Herzog-Kommission will bei Arbeitslosen 9,5 Milliarden Euro kürzen

Arbeitslosengeld

Die CDU schlägt zur Senkung des Beitrages zur Arbeitslosenversicherung drastische Kürzungen so genannter versicherungsfremder Leistungen der Arbeitsämter vor. Damit will die CDU-Kommission zur Reform der Sozialsysteme nach den Worten ihres Vorsitzenden, Alt-Bundespräsident Roman Herzog, rund 9,5 Milliarden Euro einsparen.

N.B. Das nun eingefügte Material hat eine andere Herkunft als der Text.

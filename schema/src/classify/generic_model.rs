//! Generic type introspection supplied by the host
//!
//! The host's type metadata may know more than a declared type shows on its face: what a type
//! variable is bound to, or that a named type such as `PersonList` is really a
//! `Vec<PropertyBox>`. A `GenericTypeModel` exposes that knowledge to the classifier.

use std::collections::HashMap;

use serde::{Deserialize, Serialize};

use crate::model::DeclaredType;

/// Generic-aware view of the host's type metadata
pub trait GenericTypeModel: Send + Sync {
    /// Capability probe: `false` when the host cannot resolve generics at all
    fn supports_generics(&self) -> bool { true }

    /// The concrete type a type variable is bound to
    fn bound_variable(&self, variable: &str) -> Option<DeclaredType>;

    /// The generic supertype of a named type
    fn generic_supertype(&self, type_name: &str) -> Option<DeclaredType>;
}

/// A `GenericTypeModel` backed by explicit tables
#[derive(Debug, Clone, Default, Serialize, Deserialize)]
pub struct TypeBindings {
    /// Type variable bindings
    #[serde(default)]
    variables: HashMap<String, DeclaredTypeExpr>,
    /// Named type to generic supertype
    #[serde(default)]
    aliases:   HashMap<String, DeclaredTypeExpr>,
}

/// A declared type stored as its parsed form
///
/// Serialized as the type expression string.
#[derive(Debug, Clone, PartialEq, Eq, Serialize, Deserialize)]
#[serde(try_from = "String", into = "String")]
pub struct DeclaredTypeExpr(DeclaredType);

impl TryFrom<String> for DeclaredTypeExpr {
    type Error = String;

    fn try_from(expression: String) -> Result<Self, Self::Error> {
        DeclaredType::parse(&expression)
            .map(Self)
            .map_err(|report| report.current_context().to_string())
    }
}

impl From<DeclaredTypeExpr> for String {
    fn from(expression: DeclaredTypeExpr) -> Self { expression.0.to_string() }
}

impl From<DeclaredType> for DeclaredTypeExpr {
    fn from(declared: DeclaredType) -> Self { Self(declared) }
}

impl TypeBindings {
    /// Create empty bindings
    pub fn new() -> Self { Self::default() }

    /// Bind a type variable
    #[must_use]
    pub fn bind_variable(mut self, variable: impl Into<String>, bound: DeclaredType) -> Self {
        self.variables.insert(variable.into(), bound.into());
        self
    }

    /// Declare the generic supertype of a named type
    #[must_use]
    pub fn alias(mut self, type_name: impl Into<String>, supertype: DeclaredType) -> Self {
        self.aliases.insert(type_name.into(), supertype.into());
        self
    }

    /// True when nothing is bound
    pub fn is_empty(&self) -> bool { self.variables.is_empty() && self.aliases.is_empty() }
}

impl GenericTypeModel for TypeBindings {
    fn bound_variable(&self, variable: &str) -> Option<DeclaredType> {
        self.variables.get(variable).map(|bound| bound.0.clone())
    }

    fn generic_supertype(&self, type_name: &str) -> Option<DeclaredType> {
        self.aliases.get(type_name).map(|supertype| supertype.0.clone())
    }
}

#[cfg(test)]
#[allow(clippy::unwrap_used, reason = "tests")]
mod tests {
    use serde_json::json;

    use super::*;

    #[test]
    fn test_bindings_deserialize_type_expressions() {
        let bindings: TypeBindings = serde_json::from_value(json!({
            "variables": { "T": "PropertyBox" },
            "aliases": { "PersonList": "Vec<PropertyBox>" }
        }))
        .unwrap();

        assert_eq!(bindings.bound_variable("T"), Some(DeclaredType::record()));
        assert_eq!(
            bindings.generic_supertype("PersonList"),
            Some(DeclaredType::list_of(DeclaredType::record()))
        );
        assert_eq!(bindings.generic_supertype("Person"), None);
    }

    #[test]
    fn test_invalid_expression_is_rejected() {
        let result: Result<TypeBindings, _> =
            serde_json::from_value(json!({ "aliases": { "Broken": "Vec<" } }));
        assert!(result.is_err());
    }
}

Die Arbeitsbeschaffungsmaßnahmen (ABM) in den westdeutschen Bundesländern, das "Jump"-Programm zur Bekämpfung der Jugendarbeitslosigkeit sowie die Personal-Service-Agenturen der Arbeitsämter sollten sofort abgeschafft werden, sagte Herzog am Freitag in Berlin. In Ostdeutschland würden die ABM noch acht bis zehn Jahre weitergeführt. Jeweils um die Hälfte gestrichen werden sollen nach den Vorstellungen der CDU-Kommission ferner die Mittel für die berufliche Weiterbildung sowie für Mobilitäts- und Wiedereingliederungshilfen.

Das Arbeitslosengeld soll im ersten Monat um 25 Prozent gekürzt werden, maximal bis zur Sozialhilfegrenze. Die Bezugsdauer will die Herzog-Kommission auf 12 bis 18 Monate begrenzen, sieht allerdings eine lange Übergangszeit für ältere Arbeitnehmer vor. Wie lang dieser Zeitraum genau sein soll, konnte Herzog noch nicht sagen. Der Alt-Bundespräsident räumte zudem ein, dass die Einspar-Rechnungen nicht mehr stimmten, sobald sich eine Ausgangsgröße - etwa die Arbeitslosenzahl - ändert.